#[cfg(test)]
mod tests {
    use super::*;
    use crate::models::{
        common::{Direction3D, Position3D},
        states::UnitAnimationState,
        test_support::{template_with, test_unit, unit_from},
        unit::Unit,
    };
    use crate::scenario::{ScenarioMeta, SimulationConfig};

    fn empty_scenario(t_max_s: f64) -> ScenarioConfig {
        ScenarioConfig {
            meta: ScenarioMeta {
                version: "1.0".to_string(),
                name: "test".to_string(),
                description: String::new(),
            },
            sim: SimulationConfig { dt_ms: 20, t_max_s },
            world: Default::default(),
            unit_templates: Vec::new(),
            spawners: Vec::new(),
        }
    }

    impl SimulationEngine {
        /// スポナーを経由せずにユニットを配置
        fn add_unit(&mut self, unit: Unit) {
            self.next_unit_id = self.next_unit_id.max(unit.id().0 + 1);
            self.report.spawned += 1;
            self.units.insert(unit.id(), unit);
        }
    }

    fn engine(t_max_s: f64) -> SimulationEngine {
        let mut engine = SimulationEngine::new(empty_scenario(t_max_s), 0);
        engine.initialize().unwrap();
        engine
    }

    #[test]
    fn test_walk_poll_count_over_one_second() {
        let mut engine = engine(10.0);
        engine.add_unit(test_unit(1, Faction::Player, Position3D::default(), Direction3D::default()));

        // 最初の待機ポーリング（1秒）で歩行に入る
        for _ in 0..50 {
            engine.step().unwrap();
        }
        assert_eq!(engine.units.get(&UnitId(1)).unwrap().state(), UnitAnimationState::Moving);

        let before = engine.poll_count;
        for _ in 0..50 {
            engine.step().unwrap();
        }
        assert_eq!(engine.poll_count - before, 10);
    }

    #[test]
    fn test_coarse_step_classifies_every_poll() {
        let mut engine = engine(10.0);
        engine.dt_ms = 1000;
        engine.add_unit(test_unit(1, Faction::Player, Position3D::default(), Direction3D::default()));

        // 待機ポーリング1回で歩行に入る
        engine.step().unwrap();
        assert_eq!(engine.poll_count, 1);
        assert_eq!(engine.units.get(&UnitId(1)).unwrap().state(), UnitAnimationState::Moving);

        engine.step().unwrap();
        assert_eq!(engine.poll_count, 11);
    }

    #[test]
    fn test_units_close_in_and_fight() {
        let mut engine = engine(30.0);
        engine.add_unit(unit_from(
            1,
            &template_with(100.0, 20.0),
            Faction::Player,
            Position3D::new(-3.0, 0.0, 0.0),
            Direction3D::from_heading_deg(0.0),
        ));
        engine.add_unit(unit_from(
            2,
            &template_with(50.0, 5.0),
            Faction::Enemy,
            Position3D::new(3.0, 0.0, 0.0),
            Direction3D::from_heading_deg(180.0),
        ));

        let report = engine.run().unwrap();

        assert_eq!(report.deaths_of(Faction::Enemy), 1);
        assert_eq!(report.deaths_of(Faction::Player), 0);
        assert_eq!(report.survivors_of(Faction::Player), 1);
        // 3回で倒し、その間に2回反撃を受ける
        assert_eq!(report.attacks, 5);
        assert!(engine.units.get(&UnitId(2)).is_none());

        let winner = engine.units.get(&UnitId(1)).unwrap();
        assert_eq!(winner.unit_properties_manager().combat_stats().current_health(), 90.0);
    }

    #[test]
    fn test_dead_unit_is_despawned_after_delay() {
        let mut engine = engine(10.0);
        engine.add_unit(test_unit(1, Faction::Enemy, Position3D::default(), Direction3D::default()));

        engine
            .units
            .get_mut(&UnitId(1))
            .unwrap()
            .unit_properties_manager_mut()
            .combat_stats_mut()
            .take_damage(1000.0);
        let action = engine.units.get_mut(&UnitId(1)).unwrap().process_signals().unwrap();
        engine.apply_action(UnitId(1), action).unwrap();

        for _ in 0..49 {
            engine.step().unwrap();
        }
        assert_eq!(engine.units.get(&UnitId(1)).unwrap().state(), UnitAnimationState::Dead);

        engine.step().unwrap();
        assert!(engine.units.get(&UnitId(1)).is_none());
    }

    #[test]
    fn test_friendly_units_do_not_fight() {
        let mut engine = engine(20.0);
        engine.add_unit(test_unit(1, Faction::Player, Position3D::new(0.0, 0.0, 0.0), Direction3D::from_heading_deg(0.0)));
        engine.add_unit(test_unit(2, Faction::Player, Position3D::new(1.5, 0.0, 0.0), Direction3D::from_heading_deg(180.0)));

        let report = engine.run().unwrap();
        assert_eq!(report.attacks, 0);
        assert_eq!(report.survivors_of(Faction::Player), 2);
        for unit in engine.units.values() {
            assert_eq!(unit.unit_properties_manager().combat_stats().current_health(), 100.0);
            assert_eq!(unit.state(), UnitAnimationState::Idle);
        }
    }

    #[test]
    fn test_duel_scenario_from_spawners() {
        let scenario: ScenarioConfig = serde_yaml::from_str(include_str!("../scenarios/duel.yaml")).unwrap();
        scenario.validate().unwrap();

        let mut engine = SimulationEngine::new(scenario, 0);
        engine.initialize().unwrap();
        let report = engine.run().unwrap();

        assert_eq!(report.spawned, 2);
        assert_eq!(report.blocked, 0);
        assert_eq!(report.deaths_of(Faction::Enemy), 1);
        assert_eq!(report.deaths_of(Faction::Player), 0);
        assert_eq!(report.survivors_of(Faction::Player), 1);
        assert_eq!(report.survivors[0].name, "Player swordsman");
        assert_eq!(report.survivors[0].template, "swordsman");
        assert!(report.survivors[0].health_percentage > 0.0 && report.survivors[0].health_percentage <= 1.0);
        assert_eq!(report.pods.len(), 2);
        assert!(report.pods.iter().all(|pod| pod.indicator == PodIndicator::Ready));
        assert!(report.polls > 0);
        assert_eq!(engine.timers.len(), 0);
    }

    #[test]
    fn test_skirmish_scenario_runs() {
        let scenario: ScenarioConfig = serde_yaml::from_str(include_str!("../scenarios/skirmish.yaml")).unwrap();
        scenario.validate().unwrap();

        let mut engine = SimulationEngine::new(scenario, 0);
        engine.initialize().unwrap();
        let report = engine.run().unwrap();

        assert_eq!(engine.spawners.len(), 4);
        assert!(report.spawned >= 4);
        assert!(report.blocked > 0);
        assert!(report.attacks > 0);
    }

    #[test]
    fn test_step_advances_clock() {
        let mut engine = engine(1.0);
        let report = engine.run().unwrap();
        assert_eq!(report.steps, 50);
        assert_eq!(engine.current_time_ms, 1000);
        assert!(engine.is_finished());
    }
}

# [WHAT YOU NEED TO DO]
Type out the whole of the data again, exactly as shown.

# [REPLY]
#[cfg(test)]
mod tests {
    use super::*;
    use crate::models::{
        common::{Direction3D, Position3D},
        states::UnitAnimationState,
        test_support::{template_with, test_unit, unit_from},
        unit::Unit,
    };
    use crate::scenario::{ScenarioMeta, SimulationConfig};

    fn empty_scenario(t_max_s: f64) -> ScenarioConfig {
        ScenarioConfig {
            meta: ScenarioMeta {
                version: "1.0".to_string(),
                name: "test".to_string(),
                description: String::new(),
            },
            sim: SimulationConfig { dt_ms: 20, t_max_s },
            world: Default::default(),
            unit_templates: Vec::new(),
            spawners: Vec::new(),
        }
    }

    impl SimulationEngine {
        /// スポナーを経由せずにユニットを配置
        fn add_unit(&mut self, unit: Unit) {
            self.next_unit_id = self.next_unit_id.max(unit.id().0 + 1);
            self.report.spawned += 1;
            self.units.insert(unit.id(), unit);
        }
    }

    fn engine(t_max_s: f64) -> SimulationEngine {
        let mut engine = SimulationEngine::new(empty_scenario(t_max_s), 0);
        engine.initialize().unwrap();
        engine
    }

    #[test]
    fn test_walk_poll_count_over_one_second() {
        let mut engine = engine(10.0);
        engine.add_unit(test_unit(1, Faction::Player, Position3D::default(), Direction3D::default()));

        // 最初の待機ポーリング（1秒）で歩行に入る
        for _ in 0..50 {
            engine.step().unwrap();
        }
        assert_eq!(engine.units.get(&UnitId(1)).unwrap().state(), UnitAnimationState::Moving);

        let before = engine.poll_count;
        for _ in 0..50 {
            engine.step().unwrap();
        }
        assert_eq!(engine.poll_count - before, 10);
    }

    #[test]
    fn test_coarse_step_classifies_every_poll() {
        let mut engine = engine(10.0);
        engine.dt_ms = 1000;
        engine.add_unit(test_unit(1, Faction::Player, Position3D::default(), Direction3D::default()));

        // 待機ポーリング1回で歩行に入る
        engine.step().unwrap();
        assert_eq!(engine.poll_count, 1);
        assert_eq!(engine.units.get(&UnitId(1)).unwrap().state(), UnitAnimationState::Moving);

        engine.step().unwrap();
        assert_eq!(engine.poll_count, 11);
    }

    #[test]
    fn test_units_close_in_and_fight() {
        let mut engine = engine(30.0);
        engine.add_unit(unit_from(
            1,
            &template_with(100.0, 20.0),
            Faction::Player,
            Position3D::new(-3.0, 0.0, 0.0),
            Direction3D::from_heading_deg(0.0),
        ));
        engine.add_unit(unit_from(
            2,
            &template_with(50.0, 5.0),
            Faction::Enemy,
            Position3D::new(3.0, 0.0, 0.0),
            Direction3D::from_heading_deg(180.0),
        ));

        let report = engine.run().unwrap();

        assert_eq!(report.deaths_of(Faction::Enemy), 1);
        assert_eq!(report.deaths_of(Faction::Player), 0);
        assert_eq!(report.survivors_of(Faction::Player), 1);
        // 3回で倒し、その間に2回反撃を受ける
        assert_eq!(report.attacks, 5);
        assert!(engine.units.get(&UnitId(2)).is_none());

        let winner = engine.units.get(&UnitId(1)).unwrap();
        assert_eq!(winner.unit_properties_manager().combat_stats().current_health(), 90.0);
    }

    #[test]
    fn test_dead_unit_is_despawned_after_delay() {
        let mut engine = engine(10.0);
        engine.add_unit(test_unit(1, Faction::Enemy, Position3D::default(), Direction3D::default()));

        engine
            .units
            .get_mut(&UnitId(1))
            .unwrap()
            .unit_properties_manager_mut()
            .combat_stats_mut()
            .take_damage(1000.0);
        let action = engine.units.get_mut(&UnitId(1)).unwrap().process_signals().unwrap();
        engine.apply_action(UnitId(1), action).unwrap();

        for _ in 0..49 {
            engine.step().unwrap();
        }
        assert_eq!(engine.units.get(&UnitId(1)).unwrap().state(), UnitAnimationState::Dead);

        engine.step().unwrap();
        assert!(engine.units.get(&UnitId(1)).is_none());
    }

    #[test]
    fn test_friendly_units_do_not_fight() {
        let mut engine = engine(20.0);
        engine.add_unit(test_unit(1, Faction::Player, Position3D::new(0.0, 0.0, 0.0), Direction3D::from_heading_deg(0.0)));
        engine.add_unit(test_unit(2, Faction::Player, Position3D::new(1.5, 0.0, 0.0), Direction3D::from_heading_deg(180.0)));

        let report = engine.run().unwrap();
        assert_eq!(report.attacks, 0);
        assert_eq!(report.survivors_of(Faction::Player), 2);
        for unit in engine.units.values() {
            assert_eq!(unit.unit_properties_manager().combat_stats().current_health(), 100.0);
            assert_eq!(unit.state(), UnitAnimationState::Idle);
        }
    }

    #[test]
    fn test_duel_scenario_from_spawners() {
        let scenario: ScenarioConfig = serde_yaml::from_str(include_str!("../scenarios/duel.yaml")).unwrap();
        scenario.validate().unwrap();

        let mut engine = SimulationEngine::new(scenario, 0);
        engine.initialize().unwrap();
        let report = engine.run().unwrap();

        assert_eq!(report.spawned, 2);
        assert_eq!(report.blocked, 0);
        assert_eq!(report.deaths_of(Faction::Enemy), 1);
        assert_eq!(report.deaths_of(Faction::Player), 0);
        assert_eq!(report.survivors_of(Faction::Player), 1);
        assert_eq!(report.survivors[0].name, "Player swordsman");
        assert_eq!(report.survivors[0].template, "swordsman");
        assert!(report.survivors[0].health_percentage > 0.0 && report.survivors[0].health_percentage <= 1.0);
        assert_eq!(report.pods.len(), 2);
        assert!(report.pods.iter().all(|pod| pod.indicator == PodIndicator::Ready));
        assert!(report.polls > 0);
        assert_eq!(engine.timers.len(), 0);
    }

    #[test]
    fn test_skirmish_scenario_runs() {
        let scenario: ScenarioConfig = serde_yaml::from_str(include_str!("../scenarios/skirmish.yaml")).unwrap();
        scenario.validate().unwrap();

        let mut engine = SimulationEngine::new(scenario, 0);
        engine.initialize().unwrap();
        let report = engine.run().unwrap();

        assert_eq!(engine.spawners.len(), 4);
        assert!(report.spawned >= 4);
        assert!(report.blocked > 0);
        assert!(report.attacks > 0);
    }

    #[test]
    fn test_step_advances_clock() {
        let mut engine = engine(1.0);
        let report = engine.run().unwrap();
        assert_eq!(report.steps, 50);
        assert_eq!(engine.current_time_ms, 1000);
        assert!(engine.is_finished());
    }
}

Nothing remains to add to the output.